#### WHAT YOU HAVE TO DO
Every entry here should be copied exactly.

--- SUPPLIED RECORDS ---

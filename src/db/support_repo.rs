// src/db/support_repo.rs

use async_trait::async_trait;
use sqlx::{types::Json, PgPool};
use uuid::Uuid;

use crate::{
    common::error::{map_unique_violation, AppError},
    db::store::SupportStore,
    models::support::{
        NewProject, NewSupportTicket, NewTicketMessage, NewTicketStatus, Project, SupportTicket,
        TicketMessage, TicketStatus,
    },
};

#[derive(Clone)]
pub struct SupportRepository {
    pool: PgPool,
}

impl SupportRepository {
    pub fn new(pool: PgPool) -> Self {
        Self { pool }
    }
}

#[async_trait]
impl SupportStore for SupportRepository {
    async fn create_project(&self, new: &NewProject) -> Result<Project, AppError> {
        let project = sqlx::query_as::<_, Project>(
            r#"
            INSERT INTO projects (user_id, title, description, status, progress)
            VALUES ($1, $2, $3, $4, $5)
            RETURNING *
            "#,
        )
        .bind(new.user_id)
        .bind(&new.title)
        .bind(&new.description)
        .bind(new.status)
        .bind(new.progress)
        .fetch_one(&self.pool)
        .await?;
        Ok(project)
    }

    async fn list_projects(&self) -> Result<Vec<Project>, AppError> {
        let projects = sqlx::query_as::<_, Project>("SELECT * FROM projects ORDER BY created_at ASC")
            .fetch_all(&self.pool)
            .await?;
        Ok(projects)
    }

    // =========================================================================
    //  STATUS DE CHAMADO
    // =========================================================================

    async fn create_ticket_status(&self, new: &NewTicketStatus) -> Result<TicketStatus, AppError> {
        sqlx::query_as::<_, TicketStatus>(
            r#"
            INSERT INTO ticket_status (name, position, color, is_closed)
            VALUES ($1, $2, $3, $4)
            RETURNING *
            "#,
        )
        .bind(&new.name)
        .bind(new.position)
        .bind(&new.color)
        .bind(new.is_closed)
        .fetch_one(&self.pool)
        .await
        .map_err(|e| map_unique_violation(e, || format!("ticket status '{}'", new.name)))
    }

    async fn get_ticket_status(&self, id: Uuid) -> Result<Option<TicketStatus>, AppError> {
        let status = sqlx::query_as::<_, TicketStatus>("SELECT * FROM ticket_status WHERE id = $1")
            .bind(id)
            .fetch_optional(&self.pool)
            .await?;
        Ok(status)
    }

    async fn list_ticket_statuses(&self) -> Result<Vec<TicketStatus>, AppError> {
        let statuses = sqlx::query_as::<_, TicketStatus>(
            "SELECT * FROM ticket_status ORDER BY position ASC, name ASC",
        )
        .fetch_all(&self.pool)
        .await?;
        Ok(statuses)
    }

    // =========================================================================
    //  CHAMADOS
    // =========================================================================

    async fn create_ticket(&self, new: &NewSupportTicket, status_name: &str) -> Result<SupportTicket, AppError> {
        let ticket = sqlx::query_as::<_, SupportTicket>(
            r#"
            INSERT INTO support_tickets (
                user_id, project_id, status_id, subject, description, status,
                priority, category, assigned_to, attachments
            )
            VALUES ($1, $2, $3, $4, $5, $6, $7, $8, $9, $10)
            RETURNING *
            "#,
        )
        .bind(new.user_id)
        .bind(new.project_id)
        .bind(new.status_id)
        .bind(&new.subject)
        .bind(&new.description)
        .bind(status_name)
        .bind(new.priority)
        .bind(new.category)
        .bind(new.assigned_to)
        .bind(Json(&new.attachments))
        .fetch_one(&self.pool)
        .await?;
        Ok(ticket)
    }

    async fn get_ticket(&self, id: Uuid) -> Result<Option<SupportTicket>, AppError> {
        let ticket = sqlx::query_as::<_, SupportTicket>("SELECT * FROM support_tickets WHERE id = $1")
            .bind(id)
            .fetch_optional(&self.pool)
            .await?;
        Ok(ticket)
    }

    async fn list_tickets(&self) -> Result<Vec<SupportTicket>, AppError> {
        let tickets =
            sqlx::query_as::<_, SupportTicket>("SELECT * FROM support_tickets ORDER BY created_at ASC")
                .fetch_all(&self.pool)
                .await?;
        Ok(tickets)
    }

    async fn update_ticket_status(
        &self,
        id: Uuid,
        status_id: Option<Uuid>,
        status_name: &str,
    ) -> Result<SupportTicket, AppError> {
        sqlx::query_as::<_, SupportTicket>(
            r#"
            UPDATE support_tickets
            SET status_id = $2, status = $3, updated_at = GREATEST(NOW(), updated_at)
            WHERE id = $1
            RETURNING *
            "#,
        )
        .bind(id)
        .bind(status_id)
        .bind(status_name)
        .fetch_optional(&self.pool)
        .await?
        .ok_or_else(|| AppError::not_found("ticket", id))
    }

    // =========================================================================
    //  MENSAGENS
    // =========================================================================

    async fn create_ticket_message(&self, ticket_id: Uuid, new: &NewTicketMessage) -> Result<TicketMessage, AppError> {
        let message = sqlx::query_as::<_, TicketMessage>(
            r#"
            INSERT INTO ticket_messages (ticket_id, user_id, message, is_staff, attachments)
            VALUES ($1, $2, $3, $4, $5)
            RETURNING *
            "#,
        )
        .bind(ticket_id)
        .bind(new.user_id)
        .bind(&new.message)
        .bind(new.is_staff)
        .bind(Json(&new.attachments))
        .fetch_one(&self.pool)
        .await?;
        Ok(message)
    }

    async fn list_ticket_messages(&self, ticket_id: Uuid) -> Result<Vec<TicketMessage>, AppError> {
        let messages = sqlx::query_as::<_, TicketMessage>(
            "SELECT * FROM ticket_messages WHERE ticket_id = $1 ORDER BY created_at ASC",
        )
        .bind(ticket_id)
        .fetch_all(&self.pool)
        .await?;
        Ok(messages)
    }
}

---

#### EXPECTED OUTPUT
filename src/db/support_repo.rs
// src/db/support_repo.rs

use async_trait::async_trait;
use sqlx::{types::Json, PgPool};
use uuid::Uuid;

use crate::{
    common::error::{map_unique_violation, AppError},
    db::store::SupportStore,
    models::support::{
        NewProject, NewSupportTicket, NewTicketMessage, NewTicketStatus, Project, SupportTicket,
        TicketMessage, TicketStatus,
    },
};

#[derive(Clone)]
pub struct SupportRepository {
    pool: PgPool,
}

impl SupportRepository {
    pub fn new(pool: PgPool) -> Self {
        Self { pool }
    }
}

#[async_trait]
impl SupportStore for SupportRepository {
    async fn create_project(&self, new: &NewProject) -> Result<Project, AppError> {
        let project = sqlx::query_as::<_, Project>(
            r#"
            INSERT INTO projects (user_id, title, description, status, progress)
            VALUES ($1, $2, $3, $4, $5)
            RETURNING *
            "#,
        )
        .bind(new.user_id)
        .bind(&new.title)
        .bind(&new.description)
        .bind(new.status)
        .bind(new.progress)
        .fetch_one(&self.pool)
        .await?;
        Ok(project)
    }

    async fn list_projects(&self) -> Result<Vec<Project>, AppError> {
        let projects = sqlx::query_as::<_, Project>("SELECT * FROM projects ORDER BY created_at ASC")
            .fetch_all(&self.pool)
            .await?;
        Ok(projects)
    }

    // =========================================================================
    //  STATUS DE CHAMADO
    // =========================================================================

    async fn create_ticket_status(&self, new: &NewTicketStatus) -> Result<TicketStatus, AppError> {
        sqlx::query_as::<_, TicketStatus>(
            r#"
            INSERT INTO ticket_status (name, position, color, is_closed)
            VALUES ($1, $2, $3, $4)
            RETURNING *
            "#,
        )
        .bind(&new.name)
        .bind(new.position)
        .bind(&new.color)
        .bind(new.is_closed)
        .fetch_one(&self.pool)
        .await
        .map_err(|e| map_unique_violation(e, || format!("ticket status '{}'", new.name)))
    }

    async fn get_ticket_status(&self, id: Uuid) -> Result<Option<TicketStatus>, AppError> {
        let status = sqlx::query_as::<_, TicketStatus>("SELECT * FROM ticket_status WHERE id = $1")
            .bind(id)
            .fetch_optional(&self.pool)
            .await?;
        Ok(status)
    }

    async fn list_ticket_statuses(&self) -> Result<Vec<TicketStatus>, AppError> {
        let statuses = sqlx::query_as::<_, TicketStatus>(
            "SELECT * FROM ticket_status ORDER BY position ASC, name ASC",
        )
        .fetch_all(&self.pool)
        .await?;
        Ok(statuses)
    }

    // =========================================================================
    //  CHAMADOS
    // =========================================================================

    async fn create_ticket(&self, new: &NewSupportTicket, status_name: &str) -> Result<SupportTicket, AppError> {
        let ticket = sqlx::query_as::<_, SupportTicket>(
            r#"
            INSERT INTO support_tickets (
                user_id, project_id, status_id, subject, description, status,
                priority, category, assigned_to, attachments
            )
            VALUES ($1, $2, $3, $4, $5, $6, $7, $8, $9, $10)
            RETURNING *
            "#,
        )
        .bind(new.user_id)
        .bind(new.project_id)
        .bind(new.status_id)
        .bind(&new.subject)
        .bind(&new.description)
        .bind(status_name)
        .bind(new.priority)
        .bind(new.category)
        .bind(new.assigned_to)
        .bind(Json(&new.attachments))
        .fetch_one(&self.pool)
        .await?;
        Ok(ticket)
    }

    async fn get_ticket(&self, id: Uuid) -> Result<Option<SupportTicket>, AppError> {
        let ticket = sqlx::query_as::<_, SupportTicket>("SELECT * FROM support_tickets WHERE id = $1")
            .bind(id)
            .fetch_optional(&self.pool)
            .await?;
        Ok(ticket)
    }

    async fn list_tickets(&self) -> Result<Vec<SupportTicket>, AppError> {
        let tickets =
            sqlx::query_as::<_, SupportTicket>("SELECT * FROM support_tickets ORDER BY created_at ASC")
                .fetch_all(&self.pool)
                .await?;
        Ok(tickets)
    }

    async fn update_ticket_status(
        &self,
        id: Uuid,
        status_id: Option<Uuid>,
        status_name: &str,
    ) -> Result<SupportTicket, AppError> {
        sqlx::query_as::<_, SupportTicket>(
            r#"
            UPDATE support_tickets
            SET status_id = $2, status = $3, updated_at = GREATEST(NOW(), updated_at)
            WHERE id = $1
            RETURNING *
            "#,
        )
        .bind(id)
        .bind(status_id)
        .bind(status_name)
        .fetch_optional(&self.pool)
        .await?
        .ok_or_else(|| AppError::not_found("ticket", id))
    }

    // =========================================================================
    //  MENSAGENS
    // =========================================================================

    async fn create_ticket_message(&self, ticket_id: Uuid, new: &NewTicketMessage) -> Result<TicketMessage, AppError> {
        let message = sqlx::query_as::<_, TicketMessage>(
            r#"
            INSERT INTO ticket_messages (ticket_id, user_id, message, is_staff, attachments)
            VALUES ($1, $2, $3, $4, $5)
            RETURNING *
            "#,
        )
        .bind(ticket_id)
        .bind(new.user_id)
        .bind(&new.message)
        .bind(new.is_staff)
        .bind(Json(&new.attachments))
        .fetch_one(&self.pool)
        .await?;
        Ok(message)
    }

    async fn list_ticket_messages(&self, ticket_id: Uuid) -> Result<Vec<TicketMessage>, AppError> {
        let messages = sqlx::query_as::<_, TicketMessage>(
            "SELECT * FROM ticket_messages WHERE ticket_id = $1 ORDER BY created_at ASC",
        )
        .bind(ticket_id)
        .fetch_all(&self.pool)
        .await?;
        Ok(messages)
    }
}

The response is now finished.